Action item:
Which lines below fall between the one containing "#[derive(Debug, Clone, Copy, PartialEq, Eq)]" and the one containing "the request later."? Repeat them exactly, counting both of those lines, and add nothing else.

═════ Raw data

//! Saved command catalogue
//!
//! A tree of groups and commands that the panel shows next to the run form.
//! Nodes are addressed by [`NodePath`]; paths are positional, so any
//! structural edit may invalidate paths held elsewhere.

mod io;
mod node;

pub use node::{CommandNode, NodePath};
pub(crate) use io::write_locked_atomic;

use serde::{Deserialize, Serialize};

use crate::domain::ProcessDefinition;
use crate::error::ProcRunError;

#[derive(Debug, Clone, Default, PartialEq, Eq, Serialize, Deserialize)]
pub struct CommandStore {
    #[serde(default)]
    commands: Vec<CommandNode>,
}

impl CommandStore {
    pub fn new() -> Self {
        Self::default()
    }

    /// Top-level nodes
    pub fn nodes(&self) -> &[CommandNode] {
        &self.commands
    }

    pub fn is_empty(&self) -> bool {
        self.commands.is_empty()
    }

    pub fn get(&self, path: &NodePath) -> Option<&CommandNode> {
        let (first, rest) = path.indices().split_first()?;
        let mut node = self.commands.get(*first)?;
        for index in rest {
            node = node.children().get(*index)?;
        }
        Some(node)
    }

    pub fn get_mut(&mut self, path: &NodePath) -> Option<&mut CommandNode> {
        let (first, rest) = path.indices().split_first()?;
        let mut node = self.commands.get_mut(*first)?;
        for index in rest {
            node = match node {
                CommandNode::Group { children, .. } => children.get_mut(*index)?,
                CommandNode::Command { .. } => return None,
            };
        }
        Some(node)
    }

    /// Group new entries should go into when `selected` is highlighted:
    /// the group itself, or the group containing the selected command.
    pub fn insertion_parent(&self, selected: Option<&NodePath>) -> Option<NodePath> {
        let selected = selected?;
        match self.get(selected)? {
            CommandNode::Group { .. } => Some(selected.clone()),
            CommandNode::Command { .. } => selected.parent(),
        }
    }

    fn children_mut(
        &mut self,
        parent: Option<&NodePath>,
    ) -> Result<&mut Vec<CommandNode>, ProcRunError> {
        let Some(parent) = parent else {
            return Ok(&mut self.commands);
        };
        match self.get_mut(parent) {
            Some(CommandNode::Group { children, .. }) => Ok(children),
            Some(CommandNode::Command { .. }) => Err(ProcRunError::NotAGroup(parent.to_string())),
            None => Err(ProcRunError::NoSuchEntry(parent.to_string())),
        }
    }

    fn push_node(
        &mut self,
        parent: Option<&NodePath>,
        node: CommandNode,
    ) -> Result<NodePath, ProcRunError> {
        let children = self.children_mut(parent)?;
        children.push(node);
        let index = children.len() - 1;
        Ok(match parent {
            Some(parent) => parent.child(index),
            None => NodePath::root_child(index),
        })
    }

    pub fn add_command(
        &mut self,
        parent: Option<&NodePath>,
        name: impl Into<String>,
        definition: ProcessDefinition,
    ) -> Result<NodePath, ProcRunError> {
        self.push_node(parent, CommandNode::command(name, definition))
    }

    pub fn add_group(
        &mut self,
        parent: Option<&NodePath>,
        name: impl Into<String>,
    ) -> Result<NodePath, ProcRunError> {
        self.push_node(parent, CommandNode::group(name))
    }

    /// Replace the node at `path` with a new group containing it.
    ///
    /// The group takes the node's place; the node moves to `path/0`.
    pub fn wrap_in_group(
        &mut self,
        path: &NodePath,
        name: impl Into<String>,
    ) -> Result<NodePath, ProcRunError> {
        let index = path
            .last()
            .ok_or_else(|| ProcRunError::NoSuchEntry(path.to_string()))?;
        let siblings = self.children_mut(path.parent().as_ref())?;
        if index >= siblings.len() {
            return Err(ProcRunError::NoSuchEntry(path.to_string()));
        }
        let node = siblings.remove(index);
        siblings.insert(
            index,
            CommandNode::Group {
                name: name.into(),
                children: vec![node],
            },
        );
        Ok(path.clone())
    }

    pub fn remove(&mut self, path: &NodePath) -> Result<CommandNode, ProcRunError> {
        let index = path
            .last()
            .ok_or_else(|| ProcRunError::NoSuchEntry(path.to_string()))?;
        let siblings = self.children_mut(path.parent().as_ref())?;
        if index >= siblings.len() {
            return Err(ProcRunError::NoSuchEntry(path.to_string()));
        }
        Ok(siblings.remove(index))
    }

    pub fn update_definition(
        &mut self,
        path: &NodePath,
        new_definition: ProcessDefinition,
    ) -> Result<(), ProcRunError> {
        match self.get_mut(path) {
            Some(CommandNode::Command { definition, .. }) => {
                *definition = new_definition;
                Ok(())
            }
            Some(CommandNode::Group { .. }) => Err(ProcRunError::NotACommand(path.to_string())),
            None => Err(ProcRunError::NoSuchEntry(path.to_string())),
        }
    }

    pub fn rename(&mut self, path: &NodePath, name: impl Into<String>) -> Result<(), ProcRunError> {
        let node = self
            .get_mut(path)
            .ok_or_else(|| ProcRunError::NoSuchEntry(path.to_string()))?;
        node.set_name(name);
        Ok(())
    }

    /// Every node depth-first (pre-order) with its path.
    pub fn walk(&self) -> Vec<(NodePath, &CommandNode)> {
        fn visit<'a>(
            nodes: &'a [CommandNode],
            prefix: Option<&NodePath>,
            out: &mut Vec<(NodePath, &'a CommandNode)>,
        ) {
            for (index, node) in nodes.iter().enumerate() {
                let path = match prefix {
                    Some(prefix) => prefix.child(index),
                    None => NodePath::root_child(index),
                };
                out.push((path.clone(), node));
                visit(node.children(), Some(&path), out);
            }
        }

        let mut out = Vec::new();
        visit(&self.commands, None, &mut out);
        out
    }

    /// First command called `name`, depth-first.
    pub fn find_command(&self, name: &str) -> Option<(NodePath, &ProcessDefinition)> {
        self.walk().into_iter().find_map(|(path, node)| match node {
            CommandNode::Command {
                name: node_name,
                definition,
            } if node_name == name => Some((path, definition)),
            _ => None,
        })
    }

    /// First node (group or command) called `name`, depth-first.
    pub fn find_node(&self, name: &str) -> Option<NodePath> {
        self.walk()
            .into_iter()
            .find(|(_, node)| node.name() == name)
            .map(|(path, _)| path)
    }

    pub fn command_count(&self) -> usize {
        self.walk()
            .iter()
            .filter(|(_, node)| !node.is_group())
            .count()
    }
}
use serde::{Deserialize, Serialize};

use crate::domain::ProcessDefinition;

/// One entry of the saved-commands tree
#[derive(Debug, Clone, PartialEq, Eq, Serialize, Deserialize)]
#[serde(tag = "type", rename_all = "snake_case")]
pub enum CommandNode {
    Group {
        name: String,
        #[serde(default)]
        children: Vec<CommandNode>,
    },
    Command {
        name: String,
        definition: ProcessDefinition,
    },
}

impl CommandNode {
    pub fn group(name: impl Into<String>) -> Self {
        CommandNode::Group {
            name: name.into(),
            children: Vec::new(),
        }
    }

    pub fn command(name: impl Into<String>, definition: ProcessDefinition) -> Self {
        CommandNode::Command {
            name: name.into(),
            definition,
        }
    }

    pub fn name(&self) -> &str {
        match self {
            CommandNode::Group { name, .. } | CommandNode::Command { name, .. } => name,
        }
    }

    pub fn set_name(&mut self, new_name: impl Into<String>) {
        match self {
            CommandNode::Group { name, .. } | CommandNode::Command { name, .. } => {
                *name = new_name.into()
            }
        }
    }

    pub fn is_group(&self) -> bool {
        matches!(self, CommandNode::Group { .. })
    }

    pub fn definition(&self) -> Option<&ProcessDefinition> {
        match self {
            CommandNode::Command { definition, .. } => Some(definition),
            CommandNode::Group { .. } => None,
        }
    }

    pub fn children(&self) -> &[CommandNode] {
        match self {
            CommandNode::Group { children, .. } => children,
            CommandNode::Command { .. } => &[],
        }
    }
}

/// Position of a node in the tree: child indices from the root down.
#[derive(Debug, Clone, Default, PartialEq, Eq, Hash, PartialOrd, Ord)]
pub struct NodePath(Vec<usize>);

impl NodePath {
    pub fn root_child(index: usize) -> Self {
        Self(vec![index])
    }

    pub fn from_indices(indices: impl Into<Vec<usize>>) -> Self {
        Self(indices.into())
    }

    pub fn indices(&self) -> &[usize] {
        &self.0
    }

    pub fn is_empty(&self) -> bool {
        self.0.is_empty()
    }

    pub fn depth(&self) -> usize {
        self.0.len()
    }

    pub fn child(&self, index: usize) -> Self {
        let mut indices = self.0.clone();
        indices.push(index);
        Self(indices)
    }

    /// Path of the enclosing group; `None` for top-level nodes.
    pub fn parent(&self) -> Option<Self> {
        match self.0.split_last() {
            Some((_, rest)) if !rest.is_empty() => Some(Self(rest.to_vec())),
            _ => None,
        }
    }

    pub fn last(&self) -> Option<usize> {
        self.0.last().copied()
    }

    /// Whether `self` equals `other` or lies inside it.
    pub fn starts_with(&self, other: &NodePath) -> bool {
        self.0.starts_with(&other.0)
    }

    /// Where this path points after the node at `removed` is deleted.
    ///
    /// `None` if this node was `removed` or inside it.
    pub fn after_removal(&self, removed: &NodePath) -> Option<NodePath> {
        if removed.is_empty() || self.starts_with(removed) {
            return None;
        }
        let depth = removed.depth() - 1;
        let mut indices = self.0.clone();
        let shifts = self.0.len() > depth
            && self.0[..depth] == removed.0[..depth]
            && self.0[depth] > removed.0[depth];
        if shifts {
            indices[depth] -= 1;
        }
        Some(Self(indices))
    }

    /// Where this path points after the node at `wrapped` is moved into a new group.
    pub fn after_wrap(&self, wrapped: &NodePath) -> NodePath {
        if wrapped.is_empty() || !self.starts_with(wrapped) {
            return self.clone();
        }
        let mut indices = wrapped.0.clone();
        indices.push(0);
        indices.extend_from_slice(&self.0[wrapped.depth()..]);
        Self(indices)
    }
}

impl std::fmt::Display for NodePath {
    fn fmt(&self, f: &mut std::fmt::Formatter<'_>) -> std::fmt::Result {
        let parts: Vec<String> = self.0.iter().map(|i| i.to_string()).collect();
        write!(f, "/{}", parts.join("/"))
    }
}
//! Saved commands tree in the side panel

use eframe::egui::{self, RichText};

use super::app::ProcRunApp;
use super::theme::{ACCENT_CYAN, TEXT_DIM, TEXT_MUTED, TEXT_PRIMARY};
use crate::store::{CommandNode, NodePath};

/// Requested from the context menus, applied once the tree is drawn
enum TreeAction {
    Select(NodePath),
    Run(NodePath),
    Load(NodePath),
    Rename(NodePath),
    GroupAround(NodePath),
    Delete(NodePath),
    AddGroup,
    CommitRename,
}

struct TreeView<'a> {
    selected: Option<&'a NodePath>,
    edited: Option<&'a NodePath>,
    renaming: &'a mut Option<(NodePath, String)>,
    actions: Vec<TreeAction>,
}

impl TreeView<'_> {
    fn render_nodes(&mut self, ui: &mut egui::Ui, nodes: &[CommandNode], prefix: Option<&NodePath>) {
        for (index, node) in nodes.iter().enumerate() {
            let path = match prefix {
                Some(prefix) => prefix.child(index),
                None => NodePath::root_child(index),
            };

            if self.render_rename(ui, &path) {
                if let CommandNode::Group { children, .. } = node {
                    ui.indent(("renaming_group", path.to_string()), |ui| {
                        self.render_nodes(ui, children, Some(&path));
                    });
                }
                continue;
            }

            match node {
                CommandNode::Group { name, children } => {
                    let response = egui::CollapsingHeader::new(
                        RichText::new(name).color(TEXT_DIM).strong(),
                    )
                    .id_salt(("group", path.to_string()))
                    .default_open(true)
                    .show(ui, |ui| self.render_nodes(ui, children, Some(&path)));

                    let header = response.header_response;
                    if header.clicked() {
                        self.actions.push(TreeAction::Select(path.clone()));
                    }
                    header.context_menu(|ui| {
                        if ui.button("Rename").clicked() {
                            self.actions.push(TreeAction::Rename(path.clone()));
                            ui.close();
                        }
                        if ui.button("New group around").clicked() {
                            self.actions.push(TreeAction::GroupAround(path.clone()));
                            ui.close();
                        }
                        ui.separator();
                        if ui.button("Delete").clicked() {
                            self.actions.push(TreeAction::Delete(path.clone()));
                            ui.close();
                        }
                    });
                }
                CommandNode::Command { name, definition } => {
                    let is_edited = self.edited == Some(&path);
                    let color = if is_edited { ACCENT_CYAN } else { TEXT_PRIMARY };
                    let response = ui
                        .selectable_label(
                            self.selected == Some(&path),
                            RichText::new(name).color(color),
                        )
                        .on_hover_text(definition.command_line());

                    if response.double_clicked() {
                        self.actions.push(TreeAction::Load(path.clone()));
                    } else if response.clicked() {
                        self.actions.push(TreeAction::Select(path.clone()));
                    }
                    response.context_menu(|ui| {
                        if ui.button("Run").clicked() {
                            self.actions.push(TreeAction::Run(path.clone()));
                            ui.close();
                        }
                        if ui.button("Load into form").clicked() {
                            self.actions.push(TreeAction::Load(path.clone()));
                            ui.close();
                        }
                        ui.separator();
                        if ui.button("Rename").clicked() {
                            self.actions.push(TreeAction::Rename(path.clone()));
                            ui.close();
                        }
                        if ui.button("New group around").clicked() {
                            self.actions.push(TreeAction::GroupAround(path.clone()));
                            ui.close();
                        }
                        if ui.button("Delete").clicked() {
                            self.actions.push(TreeAction::Delete(path.clone()));
                            ui.close();
                        }
                    });
                }
            }
        }
    }

    /// Inline name editor. Returns `true` when `path` is being renamed.
    fn render_rename(&mut self, ui: &mut egui::Ui, path: &NodePath) -> bool {
        let Some((renamed, buffer)) = self.renaming.as_mut() else {
            return false;
        };
        if *renamed != *path {
            return false;
        }

        let response = ui.text_edit_singleline(buffer);
        if response.lost_focus() {
            self.actions.push(TreeAction::CommitRename);
        } else if !response.has_focus() {
            response.request_focus();
        }
        true
    }
}

impl ProcRunApp {
    pub(crate) fn render_commands_tree(&mut self, ui: &mut egui::Ui) {
        let mut view = TreeView {
            selected: self.selected_node.as_ref(),
            edited: self.coordinator.edited_entry(),
            renaming: &mut self.renaming,
            actions: Vec::new(),
        };

        ui.horizontal(|ui| {
            ui.label(RichText::new("SAVED COMMANDS").monospace().color(TEXT_MUTED));
            ui.with_layout(egui::Layout::right_to_left(egui::Align::Center), |ui| {
                if ui.small_button("+ Group").clicked() {
                    view.actions.push(TreeAction::AddGroup);
                }
            });
        });
        ui.add_space(4.0);

        if self.store.is_empty() {
            ui.label(
                RichText::new("No saved commands yet. Fill in the form and press Save.")
                    .small()
                    .color(TEXT_MUTED),
            );
        }
        view.render_nodes(ui, self.store.nodes(), None);

        let actions = view.actions;
        for action in actions {
            match action {
                TreeAction::Select(path) => self.selected_node = Some(path),
                TreeAction::Run(path) => self.run_saved(&path),
                TreeAction::Load(path) => self.load_into_form(&path),
                TreeAction::Rename(path) => {
                    let name = self
                        .store
                        .get(&path)
                        .map(|n| n.name().to_string())
                        .unwrap_or_default();
                    self.renaming = Some((path, name));
                }
                TreeAction::GroupAround(path) => self.group_around(&path),
                TreeAction::Delete(path) => self.delete_node(&path),
                TreeAction::AddGroup => self.add_group(),
                TreeAction::CommitRename => self.finish_rename(),
            }
        }
    }
}
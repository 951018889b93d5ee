//! Native dialogs: confirmation prompts and file pickers

use std::path::{Path, PathBuf};

use rfd::{FileDialog, MessageButtons, MessageDialog, MessageDialogResult, MessageLevel};
use tracing::debug;

use crate::coordinator::{Confirm, ConfirmRequest};

/// Blocking yes/no message box
#[derive(Debug, Default, Clone, Copy)]
pub struct RfdConfirm;

impl Confirm for RfdConfirm {
    fn confirm(&mut self, request: &ConfirmRequest<'_>) -> bool {
        let result = MessageDialog::new()
            .set_level(MessageLevel::Warning)
            .set_title(request.title())
            .set_description(request.message())
            .set_buttons(MessageButtons::YesNo)
            .show();
        debug!("Confirmation '{}' answered {:?}", request.title(), result);
        matches!(result, MessageDialogResult::Yes)
    }
}

fn start_dir(current: &str) -> Option<PathBuf> {
    let current = Path::new(current.trim());
    if current.is_dir() {
        return Some(current.to_path_buf());
    }
    current
        .parent()
        .filter(|parent| parent.is_dir())
        .map(Path::to_path_buf)
}

/// Pick an executable, starting next to `current` when it points somewhere real.
pub fn pick_program(current: &str) -> Option<PathBuf> {
    let mut dialog = FileDialog::new().set_title("Select program");
    if let Some(dir) = start_dir(current) {
        dialog = dialog.set_directory(dir);
    }
    dialog.pick_file()
}

pub fn pick_working_directory(current: &str) -> Option<PathBuf> {
    let mut dialog = FileDialog::new().set_title("Select working directory");
    if let Some(dir) = start_dir(current) {
        dialog = dialog.set_directory(dir);
    }
    dialog.pick_folder()
}
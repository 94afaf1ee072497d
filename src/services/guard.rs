//! Access decisions for protected views.
//!
//! A guard looks at one auth-state value and either lets the request
//! proceed with that identity or denies it. Denials never surface as
//! errors to the user; page routes turn them into a redirect to the login
//! view, JSON routes into 401/403.

use super::identity::Identity;

pub const LOGIN_PATH: &str = "/login";

// =============================================================================
// ADMIN POLICY
// =============================================================================

/// Allow-list of admin emails, compared trimmed and case-insensitively.
#[derive(Debug, Clone, Default, PartialEq, Eq)]
pub struct AdminPolicy {
    emails: Vec<String>,
}

impl AdminPolicy {
    #[must_use]
    pub fn new<I, S>(emails: I) -> Self
    where
        I: IntoIterator<Item = S>,
        S: AsRef<str>,
    {
        let mut emails: Vec<String> = emails
            .into_iter()
            .map(|e| e.as_ref().trim().to_ascii_lowercase())
            .filter(|e| !e.is_empty())
            .collect();
        emails.sort();
        emails.dedup();
        Self { emails }
    }

    /// Parse a comma-separated list, e.g. the `ADMIN_EMAILS` variable.
    #[must_use]
    pub fn from_list(raw: &str) -> Self {
        Self::new(raw.split(','))
    }

    #[must_use]
    pub fn allows(&self, email: &str) -> bool {
        let email = email.trim().to_ascii_lowercase();
        self.emails.binary_search(&email).is_ok()
    }

    #[must_use]
    pub fn is_empty(&self) -> bool {
        self.emails.is_empty()
    }
}

// =============================================================================
// GUARD
// =============================================================================

#[derive(Debug, Clone, Copy, PartialEq, Eq)]
pub enum Denial {
    /// No identity on the session.
    SignedOut,
    /// Signed in, but not permitted by the view's policy.
    NotAllowed,
}

impl Denial {
    /// Where a denied page request is sent. Every denial goes to login.
    #[must_use]
    pub fn redirect_target(self) -> &'static str {
        LOGIN_PATH
    }
}

#[derive(Debug, Clone, PartialEq, Eq)]
pub enum GuardOutcome {
    Proceed(Identity),
    Deny(Denial),
}

#[derive(Debug, Clone, Copy)]
pub enum SessionGuard<'a> {
    /// Any signed-in identity.
    SignedIn,
    /// Signed-in identity whose email is on the allow-list.
    Admin(&'a AdminPolicy),
}

impl SessionGuard<'_> {
    #[must_use]
    pub fn check(&self, identity: Option<Identity>) -> GuardOutcome {
        let Some(identity) = identity else {
            return GuardOutcome::Deny(Denial::SignedOut);
        };
        match self {
            Self::SignedIn => GuardOutcome::Proceed(identity),
            Self::Admin(policy) => {
                let allowed = identity
                    .email
                    .as_deref()
                    .is_some_and(|email| policy.allows(email));
                if allowed {
                    GuardOutcome::Proceed(identity)
                } else {
                    GuardOutcome::Deny(Denial::NotAllowed)
                }
            }
        }
    }
}

#[cfg(test)]
#[path = "guard_test.rs"]
mod tests;
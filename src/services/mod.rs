//! Application services.
//!
//! Handlers in `routes` stay thin: they extract, call into one of these
//! modules, and render. Nothing here knows about HTTP requests.

pub mod export;
pub mod google;
pub mod guard;
pub mod identity;
pub mod records;
pub mod session;
pub mod store;
//! Application configuration parsed from environment variables.
//!
//! DESIGN
//! ======
//! Parsing goes through a lookup closure so tests can feed a map instead of
//! mutating process-global env. `from_env` is the only caller that touches
//! `std::env`.
//!
//! The six Firebase values are never validated here. A missing value is
//! logged and left empty; the provider rejects the request later.

use std::path::PathBuf;

use tracing::warn;

use crate::services::google::GoogleConfig;
use crate::services::guard::AdminPolicy;

pub const DEFAULT_PORT: u16 = 3000;
pub const DEFAULT_COLLECTION: &str = "contribution";
pub const DEFAULT_HTTP_TIMEOUT_SECS: u64 = 15;

pub const IDENTITY_TOOLKIT_URL: &str = "https://identitytoolkit.googleapis.com";
pub const SECURE_TOKEN_URL: &str = "https://securetoken.googleapis.com";
pub const FIRESTORE_URL: &str = "https://firestore.googleapis.com";

#[derive(Debug, thiserror::Error, PartialEq, Eq)]
pub enum ConfigError {
    #[error("invalid value for {key}: {value:?}")]
    InvalidValue { key: &'static str, value: String },
}

// =============================================================================
// FIREBASE
// =============================================================================

/// Firebase project settings. All six are passed through untouched.
#[derive(Debug, Clone, Default, PartialEq, Eq)]
pub struct FirebaseConfig {
    pub api_key: String,
    pub auth_domain: String,
    pub project_id: String,
    pub storage_bucket: String,
    pub messaging_sender_id: String,
    pub app_id: String,
}

/// Base URLs for the Firebase REST APIs. Overridden for emulators and tests.
#[derive(Debug, Clone, PartialEq, Eq)]
pub struct FirebaseEndpoints {
    pub identity_toolkit: String,
    pub secure_token: String,
    pub firestore: String,
}

impl Default for FirebaseEndpoints {
    fn default() -> Self {
        Self {
            identity_toolkit: IDENTITY_TOOLKIT_URL.to_owned(),
            secure_token: SECURE_TOKEN_URL.to_owned(),
            firestore: FIRESTORE_URL.to_owned(),
        }
    }
}

// =============================================================================
// APP CONFIG
// =============================================================================

#[derive(Debug, Clone)]
pub struct AppConfig {
    pub port: u16,
    pub firebase: FirebaseConfig,
    pub endpoints: FirebaseEndpoints,
    /// Firestore collection holding one document per user email.
    pub collection: String,
    pub admin: AdminPolicy,
    pub cookie_secure: bool,
    /// `None` disables the "Continue with Google" flow.
    pub google: Option<GoogleConfig>,
    pub http_timeout_secs: u64,
    pub assets_dir: PathBuf,
}

impl AppConfig {
    /// Build typed config from process environment variables.
    ///
    /// # Errors
    ///
    /// Returns an error if a typed value (port, timeout, boolean) fails to parse.
    pub fn from_env() -> Result<Self, ConfigError> {
        Self::from_lookup(|key| std::env::var(key).ok())
    }

    /// Build typed config from an arbitrary key lookup.
    ///
    /// # Errors
    ///
    /// Returns an error if a typed value (port, timeout, boolean) fails to parse.
    pub fn from_lookup<F>(lookup: F) -> Result<Self, ConfigError>
    where
        F: Fn(&str) -> Option<String>,
    {
        let port = parse_or("PORT", lookup("PORT"), DEFAULT_PORT)?;
        let http_timeout_secs =
            parse_or("FIREBASE_HTTP_TIMEOUT_SECS", lookup("FIREBASE_HTTP_TIMEOUT_SECS"), DEFAULT_HTTP_TIMEOUT_SECS)?;

        let firebase = FirebaseConfig {
            api_key: firebase_value(&lookup, "FIREBASE_API_KEY"),
            auth_domain: firebase_value(&lookup, "FIREBASE_AUTH_DOMAIN"),
            project_id: firebase_value(&lookup, "FIREBASE_PROJECT_ID"),
            storage_bucket: firebase_value(&lookup, "FIREBASE_STORAGE_BUCKET"),
            messaging_sender_id: firebase_value(&lookup, "FIREBASE_MESSAGING_SENDER_ID"),
            app_id: firebase_value(&lookup, "FIREBASE_APP_ID"),
        };

        let endpoints = endpoints_from(
            non_empty(lookup("FIREBASE_AUTH_EMULATOR_HOST")).as_deref(),
            non_empty(lookup("FIRESTORE_EMULATOR_HOST")).as_deref(),
        );

        let collection = non_empty(lookup("CONTRIBUTION_COLLECTION")).unwrap_or_else(|| DEFAULT_COLLECTION.to_owned());
        let admin = AdminPolicy::from_list(lookup("ADMIN_EMAILS").as_deref().unwrap_or_default());
        if admin.is_empty() {
            warn!("ADMIN_EMAILS not set; admin dashboard is closed to everyone");
        }

        let google = GoogleConfig::from_values(
            non_empty(lookup("GOOGLE_CLIENT_ID")),
            non_empty(lookup("GOOGLE_CLIENT_SECRET")),
            non_empty(lookup("GOOGLE_REDIRECT_URI")),
        );

        let cookie_secure = match lookup("COOKIE_SECURE") {
            Some(raw) => parse_bool(&raw).ok_or(ConfigError::InvalidValue { key: "COOKIE_SECURE", value: raw })?,
            None => google
                .as_ref()
                .is_some_and(|g| g.redirect_uri.starts_with("https://")),
        };

        let assets_dir = lookup("ASSETS_DIR")
            .map(PathBuf::from)
            .unwrap_or_else(|| PathBuf::from(env!("CARGO_MANIFEST_DIR")).join("assets"));

        Ok(Self {
            port,
            firebase,
            endpoints,
            collection,
            admin,
            cookie_secure,
            google,
            http_timeout_secs,
            assets_dir,
        })
    }
}

/// Resolve REST base URLs, pointing at local emulators when their hosts are set.
#[must_use]
pub fn endpoints_from(auth_emulator: Option<&str>, firestore_emulator: Option<&str>) -> FirebaseEndpoints {
    let mut endpoints = FirebaseEndpoints::default();
    if let Some(host) = auth_emulator {
        endpoints.identity_toolkit = format!("http://{host}/identitytoolkit.googleapis.com");
        endpoints.secure_token = format!("http://{host}/securetoken.googleapis.com");
    }
    if let Some(host) = firestore_emulator {
        endpoints.firestore = format!("http://{host}");
    }
    endpoints
}

pub(crate) fn parse_bool(raw: &str) -> Option<bool> {
    match raw.trim().to_ascii_lowercase().as_str() {
        "1" | "true" | "yes" | "on" => Some(true),
        "0" | "false" | "no" | "off" => Some(false),
        _ => None,
    }
}

fn parse_or<T: std::str::FromStr>(key: &'static str, raw: Option<String>, default: T) -> Result<T, ConfigError> {
    match non_empty(raw) {
        Some(value) => value
            .parse::<T>()
            .map_err(|_| ConfigError::InvalidValue { key, value }),
        None => Ok(default),
    }
}

fn firebase_value<F>(lookup: &F, key: &str) -> String
where
    F: Fn(&str) -> Option<String>,
{
    non_empty(lookup(key)).unwrap_or_else(|| {
        warn!(key, "firebase setting missing; provider calls will likely fail");
        String::new()
    })
}

fn non_empty(value: Option<String>) -> Option<String> {
    value
        .map(|v| v.trim().to_owned())
        .filter(|v| !v.is_empty())
}

#[cfg(test)]
#[path = "config_test.rs"]
mod tests;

══════════

Answer space:
#[derive(Debug, Clone, Copy, PartialEq, Eq)]
pub enum Denial {
    /// No identity on the session.
    SignedOut,
    /// Signed in, but not permitted by the view's policy.
    NotAllowed,
}

impl Denial {
    /// Where a denied page request is sent. Every denial goes to login.
    #[must_use]
    pub fn redirect_target(self) -> &'static str {
        LOGIN_PATH
    }
}

#[derive(Debug, Clone, PartialEq, Eq)]
pub enum GuardOutcome {
    Proceed(Identity),
    Deny(Denial),
}

#[derive(Debug, Clone, Copy)]
pub enum SessionGuard<'a> {
    /// Any signed-in identity.
    SignedIn,
    /// Signed-in identity whose email is on the allow-list.
    Admin(&'a AdminPolicy),
}

impl SessionGuard<'_> {
    #[must_use]
    pub fn check(&self, identity: Option<Identity>) -> GuardOutcome {
        let Some(identity) = identity else {
            return GuardOutcome::Deny(Denial::SignedOut);
        };
        match self {
            Self::SignedIn => GuardOutcome::Proceed(identity),
            Self::Admin(policy) => {
                let allowed = identity
                    .email
                    .as_deref()
                    .is_some_and(|email| policy.allows(email));
                if allowed {
                    GuardOutcome::Proceed(identity)
                } else {
                    GuardOutcome::Deny(Denial::NotAllowed)
                }
            }
        }
    }
}

#[cfg(test)]
#[path = "guard_test.rs"]
mod tests;
filename src/services/mod.rs
//! Application services.
//!
//! Handlers in `routes` stay thin: they extract, call into one of these
//! modules, and render. Nothing here knows about HTTP requests.

pub mod export;
pub mod google;
pub mod guard;
pub mod identity;
pub mod records;
pub mod session;
pub mod store;
//! Application configuration parsed from environment variables.
//!
//! DESIGN
//! ======
//! Parsing goes through a lookup closure so tests can feed a map instead of
//! mutating process-global env. `from_env` is the only caller that touches
//! `std::env`.
//!
//! The six Firebase values are never validated here. A missing value is
//! logged and left empty; the provider rejects the request later.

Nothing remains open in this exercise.